I occasionally use M1 apple mini and right now I can confidently say that now my Linux machine works smoother.

I don't really understand the comparison with a cheap Asus laptop. Ofcourse the MBP will win. But a decent Lenovo ThinkPad or HP EliteBook/ZBook will have flawless Linux support with a rigid and robust chassis.
I know this won’t apply to everyone but I’ve been able to, relatively successfully, stick to the constraint that most of my dev tools are static binaries: zoxide, fzf, eza, btop and so on. There is one glaring exception which is docker but I let it pass.

By sticking to this I’m able to avoid Homebrew’s mess and Nix’s complexity. I use mise (https://mise.jdx.dev/) to manage the binaries and languages I have on my machine. It handles installing multiple versions and is directory-aware.

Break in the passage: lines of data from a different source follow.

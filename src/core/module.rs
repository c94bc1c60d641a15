use crate::core::harness::contain_panic;
use crate::core::info::ModuleInfo;
use crate::core::report::TracingReporter;
use crate::domain::model::{Direction, ParameterSummary, Value};
use crate::domain::ports::{Command, FaultReporter, Module};
use crate::utils::error::{ModuleError, Result};
use std::any::Any;
use std::collections::{HashMap, HashSet};
use std::fmt;
use std::sync::Arc;

/// 將一個命令實例綁定到其 ModuleInfo 的模組
pub struct CommandModule<C> {
    info: Arc<ModuleInfo<C>>,
    command: C,
    resolved: HashSet<String>,
    reporter: Arc<dyn FaultReporter>,
}

impl<C: Command> CommandModule<C> {
    /// 由 ModuleInfo 建立命令實例並套用預設值
    pub fn new(info: Arc<ModuleInfo<C>>) -> Result<Self> {
        let command = info.create_instance()?;
        Self::with_command(info, command)
    }

    /// 包裝呼叫端提供的命令實例，預設值仍會套用
    pub fn with_command(info: Arc<ModuleInfo<C>>, command: C) -> Result<Self> {
        let mut module = Self {
            info,
            command,
            resolved: HashSet::new(),
            reporter: Arc::new(TracingReporter),
        };
        module.assign_presets()?;
        Ok(module)
    }

    pub fn with_reporter(mut self, reporter: Arc<dyn FaultReporter>) -> Self {
        self.reporter = reporter;
        self
    }

    pub fn command(&self) -> &C {
        &self.command
    }

    pub fn command_mut(&mut self) -> &mut C {
        &mut self.command
    }

    pub fn info(&self) -> &Arc<ModuleInfo<C>> {
        &self.info
    }

    pub fn into_command(self) -> C {
        self.command
    }

    fn assign_presets(&mut self) -> Result<()> {
        let info = Arc::clone(&self.info);
        for (name, value) in info.presets() {
            self.set_input(name, value.clone())?;
            self.set_resolved(name, true)?;
        }
        Ok(())
    }

    fn collect(&self, direction: Direction) -> Result<HashMap<String, Value>> {
        let parameters = self.info.parameters().iter().filter(|p| match direction {
            Direction::Input => p.direction().is_input(),
            Direction::Output => p.direction().is_output(),
            Direction::Both => true,
        });

        let mut values = HashMap::new();
        for parameter in parameters {
            values.insert(parameter.name().to_string(), parameter.read(&self.command)?);
        }
        Ok(values)
    }
}

impl<C: Command> Module for CommandModule<C> {
    fn info_name(&self) -> &str {
        self.info.name()
    }

    fn delegate_object(&self) -> &dyn Any {
        &self.command
    }

    fn parameters(&self) -> Vec<ParameterSummary> {
        self.info.summaries()
    }

    fn preview(&mut self) {
        let capabilities = *self.info.capabilities();
        match capabilities.previewable(&mut self.command) {
            Some(previewable) => previewable.preview(),
            None => tracing::trace!("{} is not previewable", self.info.name()),
        }
    }

    fn cancel(&mut self) {
        let capabilities = *self.info.capabilities();
        if let Some(previewable) = capabilities.previewable(&mut self.command) {
            previewable.cancel();
        }
    }

    fn get_input(&self, name: &str) -> Result<Value> {
        self.info.get_input(name)?.read(&self.command)
    }

    fn set_input(&mut self, name: &str, value: Value) -> Result<()> {
        tracing::debug!("Setting input {}.{} = {}", self.info.name(), name, value);
        self.info.get_input(name)?.write(&mut self.command, value)
    }

    fn get_output(&self, name: &str) -> Result<Value> {
        self.info.get_output(name)?.read(&self.command)
    }

    fn set_output(&mut self, name: &str, value: Value) -> Result<()> {
        self.info.get_output(name)?.write(&mut self.command, value)
    }

    fn inputs(&self) -> Result<HashMap<String, Value>> {
        self.collect(Direction::Input)
    }

    fn outputs(&self) -> Result<HashMap<String, Value>> {
        self.collect(Direction::Output)
    }

    fn is_resolved(&self, name: &str) -> bool {
        self.resolved.contains(name)
    }

    fn set_resolved(&mut self, name: &str, resolved: bool) -> Result<()> {
        // 只接受宣告為輸入的名稱
        let descriptor = self.info.get_input(name)?;
        if resolved {
            self.resolved.insert(descriptor.name().to_string());
        } else {
            self.resolved.remove(name);
        }
        Ok(())
    }

    fn unresolved_required(&self) -> Vec<String> {
        self.info
            .inputs()
            .filter(|p| p.is_required() && !self.resolved.contains(p.name()))
            .map(|p| p.name().to_string())
            .collect()
    }

    fn run(&mut self) {
        let command = &mut self.command;
        let fault = match contain_panic(move || command.run()) {
            Ok(Ok(())) => return,
            Ok(Err(err)) => format!("{:#}", err),
            Err(panic_message) => format!("panic: {}", panic_message),
        };

        self.reporter.report(&ModuleError::CommandFault {
            command: self.info.name().to_string(),
            message: fault,
        });
    }

    fn is_canceled(&self) -> bool {
        self.info
            .capabilities()
            .cancelable(&self.command)
            .is_some_and(|cancelable| cancelable.is_canceled())
    }

    fn cancel_reason(&self) -> Option<String> {
        self.info
            .capabilities()
            .cancelable(&self.command)
            .and_then(|cancelable| cancelable.cancel_reason())
    }
}

impl<C> fmt::Display for CommandModule<C> {
    fn fmt(&self, f: &mut fmt::Formatter<'_>) -> fmt::Result {
        write!(f, "{}", std::any::type_name::<C>())
    }
}

impl<C> fmt::Debug for CommandModule<C> {
    fn fmt(&self, f: &mut fmt::Formatter<'_>) -> fmt::Result {
        f.debug_struct("CommandModule")
            .field("info", &self.info.name())
            .field("command", &std::any::type_name::<C>())
            .field("resolved", &self.resolved)
            .finish()
    }
}

#[cfg(test)]
mod tests {
    use super::*;
    use crate::core::report::RecordingReporter;
    use crate::domain::model::{FieldRef, ParameterDescriptor};
    use crate::domain::ports::{Cancelable, Previewable};
    use serde_json::json;

    #[derive(Default)]
    struct Brighten {
        amount: i64,
        pixels: Vec<i64>,
        previewed: Option<Vec<i64>>,
        canceled: bool,
    }

    impl Command for Brighten {
        fn run(&mut self) -> anyhow::Result<()> {
            if self.amount < 0 {
                anyhow::bail!("amount must not be negative");
            }
            for p in &mut self.pixels {
                *p += self.amount;
            }
            Ok(())
        }
    }

    impl Previewable for Brighten {
        fn preview(&mut self) {
            if self.previewed.is_none() {
                self.previewed = Some(self.pixels.clone());
            }
            self.pixels = self.pixels.iter().map(|p| p + self.amount).collect();
        }

        fn cancel(&mut self) {
            if let Some(original) = self.previewed.take() {
                self.pixels = original;
            }
            self.canceled = true;
        }
    }

    impl Cancelable for Brighten {
        fn is_canceled(&self) -> bool {
            self.canceled
        }

        fn cancel_reason(&self) -> Option<String> {
            self.canceled.then(|| "preview discarded".to_string())
        }
    }

    fn builder() -> crate::core::info::ModuleInfoBuilder<Brighten> {
        ModuleInfo::<Brighten>::default_builder("brighten")
            .parameter(ParameterDescriptor::input(
                "amount",
                FieldRef::new(|b: &Brighten| &b.amount, |b: &mut Brighten| &mut b.amount),
            ))
            .parameter(ParameterDescriptor::both(
                "pixels",
                FieldRef::new(|b: &Brighten| &b.pixels, |b: &mut Brighten| &mut b.pixels),
            ))
    }

    #[test]
    fn test_presets_are_applied_and_resolved() {
        let info = Arc::new(builder().preset("amount", 10).build().unwrap());
        let module = CommandModule::new(info).unwrap();

        assert_eq!(module.get_input("amount").unwrap(), json!(10));
        assert!(module.is_resolved("amount"));
        assert!(!module.is_resolved("pixels"));
        assert_eq!(module.unresolved_required(), vec!["pixels".to_string()]);
    }

    #[test]
    fn test_presets_apply_to_supplied_command() {
        let info = Arc::new(builder().preset("amount", 3).build().unwrap());
        let command = Brighten {
            amount: 99,
            pixels: vec![1],
            ..Brighten::default()
        };
        let module = CommandModule::with_command(info, command).unwrap();
        assert_eq!(module.command().amount, 3);
        assert_eq!(module.command().pixels, vec![1]);
    }

    #[test]
    fn test_preset_type_mismatch_fails_construction() {
        let info = Arc::new(builder().preset("amount", "lots").build().unwrap());
        let err = CommandModule::new(info).unwrap_err();
        assert!(matches!(err, ModuleError::TypeMismatchError { .. }));
    }

    #[test]
    fn test_set_resolved_rejects_outputs_and_unknown_names() {
        let info = Arc::new(builder().build().unwrap());
        let mut module = CommandModule::new(info).unwrap();

        assert!(module.set_resolved("nope", true).is_err());
        module.set_resolved("amount", true).unwrap();
        assert!(module.is_resolved("amount"));
        module.set_resolved("amount", false).unwrap();
        assert!(!module.is_resolved("amount"));
    }

    #[test]
    fn test_preview_and_cancel_delegate_when_registered() {
        let info = Arc::new(builder().previewable().cancelable().build().unwrap());
        let mut module = CommandModule::new(info).unwrap();
        module.set_input("amount", json!(5)).unwrap();
        module.set_input("pixels", json!([1, 2])).unwrap();

        module.preview();
        assert_eq!(module.get_output("pixels").unwrap(), json!([6, 7]));
        assert!(!module.is_canceled());

        module.cancel();
        assert_eq!(module.get_output("pixels").unwrap(), json!([1, 2]));
        assert!(module.is_canceled());
        assert_eq!(module.cancel_reason(), Some("preview discarded".to_string()));
    }

    #[test]
    fn test_unregistered_capabilities_are_no_ops() {
        // 命令有實作 Previewable，但 ModuleInfo 未登記，模組不得呼叫它
        let info = Arc::new(builder().build().unwrap());
        let mut module = CommandModule::new(info).unwrap();
        module.set_input("amount", json!(5)).unwrap();
        module.set_input("pixels", json!([1])).unwrap();

        module.preview();
        module.cancel();
        assert_eq!(module.get_output("pixels").unwrap(), json!([1]));
        assert!(!module.is_canceled());
        assert_eq!(module.cancel_reason(), None);
    }

    #[test]
    fn test_run_contains_command_errors() {
        let recorder = Arc::new(RecordingReporter::default());
        let info = Arc::new(builder().build().unwrap());
        let mut module = CommandModule::new(info)
            .unwrap()
            .with_reporter(recorder.clone());

        module.set_input("amount", json!(-1)).unwrap();
        module.run();

        let faults = recorder.faults();
        assert_eq!(faults.len(), 1);
        assert!(faults[0].contains("amount must not be negative"));
    }

    #[test]
    fn test_inputs_and_outputs_snapshots() {
        let info = Arc::new(builder().build().unwrap());
        let mut module = CommandModule::new(info).unwrap();
        module.set_input("amount", json!(2)).unwrap();
        module.set_input("pixels", json!([4])).unwrap();
        module.run();

        let inputs = module.inputs().unwrap();
        assert_eq!(inputs.len(), 2);
        assert_eq!(inputs["amount"], json!(2));

        let outputs = module.outputs().unwrap();
        assert_eq!(outputs.len(), 1);
        assert_eq!(outputs["pixels"], json!([6]));
    }

    #[test]
    fn test_set_inputs_restores_earlier_writes_on_mismatch() {
        let info = Arc::new(builder().build().unwrap());
        let mut module = CommandModule::new(info).unwrap();
        module.set_input("pixels", json!([9])).unwrap();

        // "amount" 排在 "pixels" 之前，會先寫入再被還原
        let values = HashMap::from([
            ("amount".to_string(), json!(4)),
            ("pixels".to_string(), json!("not pixels")),
        ]);
        let err = module.set_inputs(values).unwrap_err();

        assert!(matches!(err, ModuleError::TypeMismatchError { ref name, .. } if name == "pixels"));
        assert_eq!(module.get_input("amount").unwrap(), json!(0));
        assert_eq!(module.get_input("pixels").unwrap(), json!([9]));
        assert!(!module.is_resolved("amount"));
    }

    #[test]
    fn test_parameters_are_visible_through_trait_object() {
        let info = Arc::new(builder().build().unwrap());
        let module: Box<dyn Module> = Box::new(CommandModule::new(info).unwrap());

        let parameters = module.parameters();
        let names: Vec<&str> = parameters.iter().map(|p| p.name.as_str()).collect();
        assert_eq!(names, vec!["amount", "pixels"]);
        assert_eq!(parameters[1].direction, Direction::Both);
        assert_eq!(parameters[1].type_name, std::any::type_name::<Vec<i64>>());
    }

    #[test]
    fn test_display_is_command_type_name() {
        let info = Arc::new(builder().build().unwrap());
        let module = CommandModule::new(info).unwrap();
        assert!(module.to_string().ends_with("Brighten"));
        assert!(module.delegate_object().downcast_ref::<Brighten>().is_some());
    }
}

For some time after the introduction of the M1 CPU Macbooks provided the best battery life experience. So it would make sense to use a Macbook if you wanted your laptop to work more than 4-5 hours unplugged. But now Intel Core Ultra series 2 and AMD Strix Point laptops are almost as good. Sure you won't get 20 hours of battery life, but you get about 10-15 hours and it's already good enough. Performance of Intel/AMD CPUs are also good enough: about M2 performance-wise. Sure they are a couple of generations behind Apple, but for most tasks it doesn't matter. Linux compatibility is also getting there. You can choose a Thinkpad if you want to be sure that Linux runs on it. But even many consumer-grade laptops are supported but Linux thanks to recent kernel updates. Essentially what I'm saying is that if you want a good laptop experience and you like Linux, you don't have to settle for Macbook anymore.